Long before there was anti-tax lobbyist Grover Norquist, there was economist Arthur Laffer.
Economist Arthur Laffer, one of the advocates of supply side economics, who rose to prominence during the Reagan Administration, has penned a book, co-authored with Stephen Moore and Peter Tanous, called, The End of Prosperity: How Higher Taxes Will Doom The Economy - If We Let It Happen, (Simon & Schuster, 2008).
Yours truly is waiting for the book on order, so I haven't had a chance to read and review the book yet, but Laffer, in interviews, offered readers several shortcuts via his book tour to promote the book, summarized below.
Laffer: Key to Economy Is Incentives
Laffer, speaking on Bloomberg Radio, essentially argues for a return to supply side economics, or income tax cuts across-the-board, especially on upper-income groups, arguing that the cuts will increase incentives for business investment, commercial activity, and for work. Obviously, Laffer opposes the Obama administration's plan to reverse the 2001 Bush tax cut and restore the 39.6 percent top income tax rate.

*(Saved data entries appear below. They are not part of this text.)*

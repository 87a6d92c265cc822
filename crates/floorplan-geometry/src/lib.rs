// This Source Code Form is subject to the terms of the Mozilla Public
// License, v. 2.0. If a copy of the MPL was not distributed with this
// file, You can obtain one at https://mozilla.org/MPL/2.0/.

//! # Floorplan Geometry Validation (Rule-Based)
//!
//! Geometric invariants of floor-plan documents: wall face lines, opening
//! placement, polygon validity and camera vectors.
//!
//! ## Overview
//!
//! - **Wall frames**: offset lines derived from centerline, thickness and balance
//! - **Openings**: spans along the wall parameter, overlap and height checks
//! - **Polygons**: winding, closure, duplicates, self-intersection sweep, curve controls
//! - **Cameras**: up/direction angle, unit length, editor sentinel
//! - **Normalization**: in-place canonicalization of walls, polygons and cameras
//!
//! ## Architecture
//!
//! - `GeometryRule`: trait for individual rules, registered per entity kind
//! - `GeometryValidator`: routes entities to rules and walks a project in
//!   document order; `validate_projects` checks many projects in parallel
//!
//! ## Quick Start
//!
//! ```rust,ignore
//! use floorplan_geometry::GeometryValidator;
//!
//! let validator = GeometryValidator::with_default_rules();
//! let report = validator.validate_project(&project);
//!
//! for finding in report.findings() {
//!     println!("{}", finding);
//! }
//! ```

pub mod camera;
pub mod error;
pub mod normalize;
pub mod options;
pub mod polygon;
pub mod router;
pub mod rules;
pub mod wall;

// Re-export nalgebra types for convenience
pub use nalgebra::{Point2, Vector2, Vector3};

// Re-export main types
pub use error::{Error, Result};
pub use normalize::{normalize_camera, normalize_polygon, normalize_wall};
pub use options::GeometryOptions;
pub use router::{Entity, EntityRef, GeometryRule, GeometryValidator, Scope};
pub use wall::{offset_lines, EndpointGap, WallFrame};

// Re-export rules
pub use rules::{CameraRule, OpeningRule, PolygonRule, WallRule};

If you tax rich people, and give money to poor people, you'll get fewer rich people and more poor people, Laffer told Bloomberg Radio.
Laffer is against redistributing income and wealth for economic and social goals, arguing that they are ineffective. (He's maintained this primitive and macroeconomically-flawed stance despite the fact that the top one-tenth of one percent -- that's 0.1 percent of the nation's adults -- control about 50 percent of the nation's wealth and income. )

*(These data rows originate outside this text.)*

// This Source Code Form is subject to the terms of the Mozilla Public
// License, v. 2.0. If a copy of the MPL was not distributed with this
// file, You can obtain one at https://mozilla.org/MPL/2.0/.

//! Document Normalizer - produces the canonical form of a document
//!
//! Two passes over a copy of the input:
//!
//! 1. A schema-driven pass over the JSON tree clamps or wraps out-of-range
//!    values, following the field policies of the registry. Values with the
//!    `Reject` policy are left untouched. With
//!    [`Normalizer::with_fill_defaults`] the same pass also writes the default
//!    of every absent defaultable field into the output.
//! 2. A geometry pass on the typed document recomputes stale wall offsets,
//!    cleans up polygon rings and canonicalizes camera up vectors.
//!
//! An absent defaultable field is canonical: it means the registry default.
//! A document without Reference or Geometry findings therefore comes back
//! unchanged, and normalizing twice gives the same result as normalizing once.

use floorplan_geometry::{normalize_camera, normalize_polygon, normalize_wall};
use floorplan_model::{
    DefaultValue, Derivation, FieldSpec, FieldType, Project, RangePolicy, Result, Shape,
};
use log::debug;
use serde_json::{json, Map, Value};

/// Counts of what a normalization run changed
#[derive(Clone, Copy, Debug, Default, PartialEq, Eq)]
pub struct NormalizeSummary {
    pub defaults_applied: usize,
    pub values_corrected: usize,
    pub walls_recomputed: usize,
    pub polygons_fixed: usize,
    pub cameras_fixed: usize,
}

impl NormalizeSummary {
    pub fn total(&self) -> usize {
        self.defaults_applied
            + self.values_corrected
            + self.walls_recomputed
            + self.polygons_fixed
            + self.cameras_fixed
    }

    pub fn is_unchanged(&self) -> bool {
        self.total() == 0
    }
}

/// Normalizes documents to canonical form
#[derive(Clone, Copy, Debug)]
pub struct Normalizer {
    epsilon: f64,
    fill_defaults: bool,
}

impl Default for Normalizer {
    fn default() -> Self {
        Self::new(1e-6)
    }
}

impl Normalizer {
    pub fn new(epsilon: f64) -> Self {
        Self {
            epsilon,
            fill_defaults: false,
        }
    }

    /// Write registry defaults for absent fields into the output
    pub fn with_fill_defaults(mut self, fill: bool) -> Self {
        self.fill_defaults = fill;
        self
    }

    /// Normalize a copy of `project`
    pub fn normalize(&self, project: &Project) -> Result<Project> {
        self.normalize_with_summary(project).map(|(project, _)| project)
    }

    /// Normalize a copy of `project` and report what changed
    pub fn normalize_with_summary(&self, project: &Project) -> Result<(Project, NormalizeSummary)> {
        let mut summary = NormalizeSummary::default();

        let mut tree = serde_json::to_value(project)?;
        if let Some(root) = tree.as_object_mut() {
            let mut pass = FieldPass {
                fill_defaults: self.fill_defaults,
                floor_height: None,
                summary: &mut summary,
            };
            pass.object(root, Shape::Project);
        }
        let mut normalized: Project = serde_json::from_value(tree)?;

        for floor in &mut normalized.floors {
            for camera in floor.cameras.iter_mut().flatten() {
                if normalize_camera(&mut camera.camera, self.epsilon) {
                    summary.cameras_fixed += 1;
                }
            }
            for design in &mut floor.designs {
                for wall in &mut design.walls {
                    if normalize_wall(wall, self.epsilon) {
                        summary.walls_recomputed += 1;
                    }
                }
                for area in &mut design.areas {
                    if normalize_polygon(&mut area.poly, self.epsilon) {
                        summary.polygons_fixed += 1;
                    }
                }
                for surface in &mut design.surfaces {
                    if normalize_polygon(&mut surface.poly, self.epsilon) {
                        summary.polygons_fixed += 1;
                    }
                }
                for camera in &mut design.cameras {
                    if normalize_camera(camera, self.epsilon) {
                        summary.cameras_fixed += 1;
                    }
                }
            }
        }

        debug!("Normalized document: {:?}", summary);
        Ok((normalized, summary))
    }
}

/// Schema-driven defaults and range corrections
struct FieldPass<'s> {
    fill_defaults: bool,
    /// Height of the floor being walked, for derived item heights
    floor_height: Option<f64>,
    summary: &'s mut NormalizeSummary,
}

impl FieldPass<'_> {
    fn object(&mut self, map: &mut Map<String, Value>, shape: Shape) {
        if shape == Shape::Floor {
            self.floor_height = map.get("height").and_then(Value::as_f64);
        }
        for spec in shape.fields() {
            if map.get(spec.name).map(Value::is_null).unwrap_or(true) {
                if !self.fill_defaults {
                    continue;
                }
                if let Some(value) = self.default_for(spec, map) {
                    map.insert(spec.name.to_string(), value);
                    self.summary.defaults_applied += 1;
                }
                continue;
            }
            if let Some(value) = map.get_mut(spec.name) {
                self.value(value, spec, &spec.ty);
            }
        }
    }

    fn value(&mut self, value: &mut Value, spec: &FieldSpec, ty: &FieldType) {
        match ty {
            FieldType::Number => {
                if let Some(corrected) = value.as_f64().and_then(|n| corrected(n, spec)) {
                    *value = json!(corrected);
                    self.summary.values_corrected += 1;
                }
            }
            FieldType::Object(shape) => {
                if let Some(map) = value.as_object_mut() {
                    self.object(map, *shape);
                }
            }
            FieldType::List(shape) => {
                for item in value.as_array_mut().into_iter().flatten() {
                    if let Some(map) = item.as_object_mut() {
                        self.object(map, *shape);
                    }
                }
            }
            FieldType::Map(inner) | FieldType::MapOrEmptyList(inner) => {
                for entry in value.as_object_mut().into_iter().flat_map(|m| m.values_mut()) {
                    self.value(entry, spec, inner);
                }
            }
            FieldType::OneOf(candidates) => {
                if let Some(map) = value.as_object_mut() {
                    if let Some(shape) = Shape::first_match(candidates, map) {
                        self.object(map, shape);
                    }
                }
            }
            FieldType::Tagged { tag, variants } => {
                if let Some(map) = value.as_object_mut() {
                    let shape = map
                        .get(*tag)
                        .and_then(Value::as_str)
                        .and_then(|name| Shape::tagged_variant(variants, name));
                    if let Some(shape) = shape {
                        self.object(map, shape);
                    }
                }
            }
            _ => {}
        }
    }

    fn default_for(&self, spec: &FieldSpec, map: &Map<String, Value>) -> Option<Value> {
        let is_door = map.get("type").and_then(Value::as_str) == Some("door");
        match spec.default? {
            DefaultValue::Number(n) => Some(json!(n)),
            DefaultValue::Bool(b) => Some(json!(b)),
            DefaultValue::Text(s) => Some(json!(s)),
            DefaultValue::FlagPair(pair) => Some(json!(pair)),
            DefaultValue::Derived(Derivation::HeightBelowFloorCeiling) => {
                let z = map.get("z").and_then(Value::as_f64)?;
                Some(json!((self.floor_height? - z).max(0.0)))
            }
            DefaultValue::Derived(Derivation::DoorUnmirrored) => is_door.then(|| json!([0, 0])),
            DefaultValue::Derived(Derivation::DoorThresholdFromFrame) => {
                let frame = map.get("frameColor").filter(|c| !c.is_null())?;
                is_door.then(|| json!({ "color": frame.clone() }))
            }
        }
    }
}

/// Corrected value for a correctable out-of-range number
fn corrected(n: f64, spec: &FieldSpec) -> Option<f64> {
    let range = spec.range?;
    if range.contains(n) {
        return None;
    }
    match spec.policy {
        RangePolicy::Clamp => Some(range.clamp(n)),
        RangePolicy::Wrap => Some(range.wrap(n)),
        RangePolicy::Reject | RangePolicy::Derived => None,
    }
}

#[cfg(test)]
mod tests {
    use super::*;
    use approx::assert_relative_eq;
    use floorplan_model::{Threshold, Vertex};

    fn project(design: Value) -> Project {
        let mut base = json!({
            "id": 1, "name": "d", "items": [], "lines": [], "walls": [], "areas": [],
            "labels": [], "cameras": [], "surfaces": []
        });
        if let (Some(map), Value::Object(extra)) = (base.as_object_mut(), design) {
            map.extend(extra);
        }
        serde_json::from_value(json!({
            "id": 7, "name": "home", "public": true,
            "floors": [{"id": 1, "name": "ground", "level": 0, "height": 250, "designs": [base]}]
        }))
        .unwrap()
    }

    fn wall(openings: Value) -> Value {
        json!({
            "a": {"x": 0, "y": 0}, "b": {"x": 200, "y": 0},
            "az": {"z": 0, "h": 250}, "bz": {"z": 0, "h": 250},
            "left": {"a": {"x": 0, "y": 0}, "b": {"x": 200, "y": 0}},
            "right": {"a": {"x": 0, "y": 0}, "b": {"x": 200, "y": 0}},
            "openings": openings, "thickness": 20, "balance": 1.5
        })
    }

    #[test]
    fn test_defaults_applied() {
        let input = project(json!({
            "items": [{"x": 0, "y": 0, "z": 40, "refid": "lamp", "width": 20, "height": 20,
                       "rotation": 0, "snapDist": 0}],
            "walls": [wall(json!([
                {"type": "door", "refid": "d", "t": 0.5, "z": 0, "z_height": 200, "width": 80,
                 "openState": 0, "frameColor": "#8b4513"},
                {"type": "window", "refid": "w", "t": 0.2, "z": 90, "z_height": 100,
                 "width": 30, "openState": 0}
            ]))],
        }));
        let (out, summary) = Normalizer::default()
            .with_fill_defaults(true)
            .normalize_with_summary(&input)
            .unwrap();
        let design = &out.floors[0].designs[0];

        let item = &design.items[0];
        assert_eq!(item.mirrored, Some([0, 0]));
        assert_eq!(item.rotation_x, Some(0.0));
        assert_eq!(item.z_height, Some(210.0));

        let door = &design.walls[0].openings[0];
        assert_eq!(door.mirrored, Some([0, 0]));
        assert!(matches!(door.threshold, Some(Threshold::Color { .. })));
        let window = &design.walls[0].openings[1];
        assert_eq!(window.mirrored, None);
        assert_eq!(window.threshold, None);

        assert!(summary.defaults_applied >= 5);
        // the input is a separate value
        assert_eq!(input.floors[0].designs[0].items[0].mirrored, None);

        let again = Normalizer::default().with_fill_defaults(true).normalize(&out).unwrap();
        assert_eq!(again, out);
    }

    #[test]
    fn test_absent_defaults_stay_absent() {
        let input = project(json!({
            "items": [{"x": 0, "y": 0, "z": 40, "refid": "lamp", "width": 20, "height": 20,
                       "rotation": 0, "snapDist": 0}],
            "areas": [{"poly": [{"x": 0, "y": 0}, {"x": 100, "y": 0}, {"x": 100, "y": 100}]}]
        }));
        let (out, summary) = Normalizer::default().normalize_with_summary(&input).unwrap();

        assert_eq!(out, input);
        assert!(summary.is_unchanged());
        let design = &out.floors[0].designs[0];
        assert_eq!(design.items[0].mirrored, None);
        assert_eq!(design.items[0].z_height, None);
        assert_eq!(design.areas[0].style.pattern_scale, None);
    }

    #[test]
    fn test_clamp_wrap_and_offsets() {
        let input = project(json!({
            "walls": [wall(json!([]))],
            "labels": [{"x": 0, "y": 0, "text": "hi", "fontFamily": "Arial",
                        "fontColor": "#000", "backgroundColor": "#fff", "align": "left",
                        "fontSize": 12, "letterSpacing": 0, "rotation": 540,
                        "fontAlpha": 140}]
        }));
        let (out, summary) = Normalizer::default().normalize_with_summary(&input).unwrap();
        let design = &out.floors[0].designs[0];

        let label = &design.labels[0];
        assert_relative_eq!(label.rotation, -180.0);
        assert_eq!(label.font_alpha, Some(100.0));

        // balance clamped to 1 before the face lines are recomputed
        let w = &design.walls[0];
        assert_eq!(w.balance, 1.0);
        assert_relative_eq!(w.left.a.y, -20.0);
        assert_relative_eq!(w.right.a.y, 0.0);
        assert_eq!(summary.walls_recomputed, 1);
        assert_eq!(summary.values_corrected, 3);
    }

    #[test]
    fn test_rejected_values_untouched() {
        let input = project(json!({
            "items": [{"x": 0, "y": 0, "z": 0, "refid": "r", "width": -3, "height": 1,
                       "rotation": 0, "snapDist": 0, "z_height": 10,
                       "mirrored": [0, 0], "rotation_x": 0, "rotation_y": 0}]
        }));
        let out = Normalizer::default().normalize(&input).unwrap();
        assert_eq!(out.floors[0].designs[0].items[0].width, -3.0);
    }

    #[test]
    fn test_polygons_and_idempotence() {
        let input = project(json!({
            "areas": [{"poly": [
                {"x": 0, "y": 0}, {"x": 0, "y": 100}, {"x": 100, "y": 100},
                {"x": 100, "y": 100}, {"x": 100, "y": 0}, {"x": 0, "y": 0}
            ]}]
        }));
        let normalizer = Normalizer::default();
        let once = normalizer.normalize(&input).unwrap();
        let poly = &once.floors[0].designs[0].areas[0].poly;
        assert_eq!(
            poly,
            &vec![
                Vertex::new(100.0, 0.0),
                Vertex::new(100.0, 100.0),
                Vertex::new(0.0, 100.0),
                Vertex::new(0.0, 0.0),
            ]
        );
        let area = &once.floors[0].designs[0].areas[0].style;
        assert_eq!(area.pattern_scale, None);

        let (twice, summary) = normalizer.normalize_with_summary(&once).unwrap();
        assert_eq!(twice, once);
        assert!(summary.is_unchanged());
    }
}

However, the view form here argues, regarding Laffer's analysis, nothing could be further from the truth: Social Security has successfully redistributed income and wealth for more than 70 years, and in the process it has lifted tens of millions of senior citizens out of poverty annually. Contrary to Laffer's theory, the redistribution of income under Social Security has decreased the number of poor people in the United Social -- an enormous social good, amid an economic system that is harsh. Without Social Security, whole swaths of the U.S. populace would be destitute. Further, without Social Security, the U.S. would not have had the income stability that the nation has experienced since the FDR era.
In addition, Laffer also fails to note the important role Medicare has played in the U.S. social safety net. The U.S. also passed Medicare in 1965, the health insurance program for senior citizens that redistributes health care dollars via a special tax, with the goal of guaranteeing that every senior citizen, regardless of income, will have health insurance. In that sense Medicare is also a redistributive program. Without Medicare, millions of senior citizens would not have any health insurance, and many would go without medical services, period.

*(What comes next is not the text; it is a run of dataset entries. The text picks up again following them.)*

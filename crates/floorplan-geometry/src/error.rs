// This Source Code Form is subject to the terms of the Mozilla Public
// License, v. 2.0. If a copy of the MPL was not distributed with this
// file, You can obtain one at https://mozilla.org/MPL/2.0/.

//! Error types for geometry computations

use thiserror::Error;

/// Geometry result type
pub type Result<T> = std::result::Result<T, Error>;

/// Geometry computation errors
///
/// These never leave the crate as failures of a validation run: rules turn
/// them into findings on the entity that produced them.
#[derive(Error, Debug, Clone, PartialEq)]
pub enum Error {
    /// Segment or polygon without extent
    #[error("Degenerate geometry: {0}")]
    Degenerate(String),

    /// Polygon with too few vertices
    #[error("Polygon needs at least 3 vertices, got {0}")]
    TooFewVertices(usize),

    /// Zero-length vector where a direction is required
    #[error("Zero vector: {0}")]
    ZeroVector(&'static str),

    /// Coordinate that is NaN or infinite
    #[error("Non-finite coordinate at index {index}: {message}")]
    NonFinite { index: usize, message: String },
}

impl Error {
    /// Create a degenerate geometry error
    pub fn degenerate(msg: impl Into<String>) -> Self {
        Error::Degenerate(msg.into())
    }

    /// Create a non-finite coordinate error
    pub fn non_finite(index: usize, msg: impl Into<String>) -> Self {
        Error::NonFinite {
            index,
            message: msg.into(),
        }
    }
}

If you cut federal income taxes, federal revenues will rise, Laffer also said.
Again, the view from here offers a decidedly different -- and more accurate -- analysis: apparently Laffer refuses to read U.S. Treasury budget statistics data. Following the supply side Reagan tax cut of 1981, which slashed income tax rates on upper-income groups, the budget deficit increased to $128 billion, then $221 billion before stabilizing at about $155 billion by the end of Reagan's presidency in 1989. The deficit increased to $255 billion under the presidency of George H.W. 'Pappa' Bush, R-Texas,1989-1992.
Bill Clinton, a Democrat from Arkansas, was then elected president in 1992, and Clinton effectively lobbied Congress to pass the 1993 tax increase on upper-income groups. What happened next to the budget deficit? It plunged, falling to $164 billion in 1994, then disappeared entirely in 1997. You read correctly: the U.S. government ran a surplus of $69 billion in 1997, rising to $236 billion in 2000. At the end of Clinton 's presidency in 2001, the U.S. budget surplus was $128 billion!
Then in 2001, President Bush W. Bush, R-Texas, was successful in repealing Clinton's 1993 tax increase on upper-income groups, and here's what happened to the budget: the deficits returned, and later ballooned with the increase in defense spending for the Iraq and Afghanistan wars, among other spending increases. Further, 'Bush 43' was on pace to end his presidency with a budget deficit of about $400 billion until the financial crisis hit: subsequent bank bailout legislation and related intervention legislation then sent the budget deficit over $1 trillion for the first time in the nation's history by the end of 2008.
Underscoring, the U.S. government was running a $1 trillion deficit prior to Barack Obama taking the oath of office in January 2009.
To Balance Budget, Raise Taxes on Upper-Income Groups
Economist Laffer is correct in observing that lower tax rates increase commercial activity, but he is dead wrong about the relationship between income redistribution and economic strength, and about the impact higher taxes on upper-income groups will have on the budget deficit.
Income redistribution, by lifting millions out of poverty and enabling more citizens to achieve decent incomes, creates a stronger, more-balanced economy -- one more capable of sustainable U.S. GDP growth. Further, cutting income taxes on upper-income groups will not eliminate the nation's budget deficit: as the Reagan and 'Bush 43' years demonstrate, it's a prescription for fiscal disaster. Raising income taxes on these groups, combined with modest spending cuts to defense and other programs, will eliminate the budget deficit, however.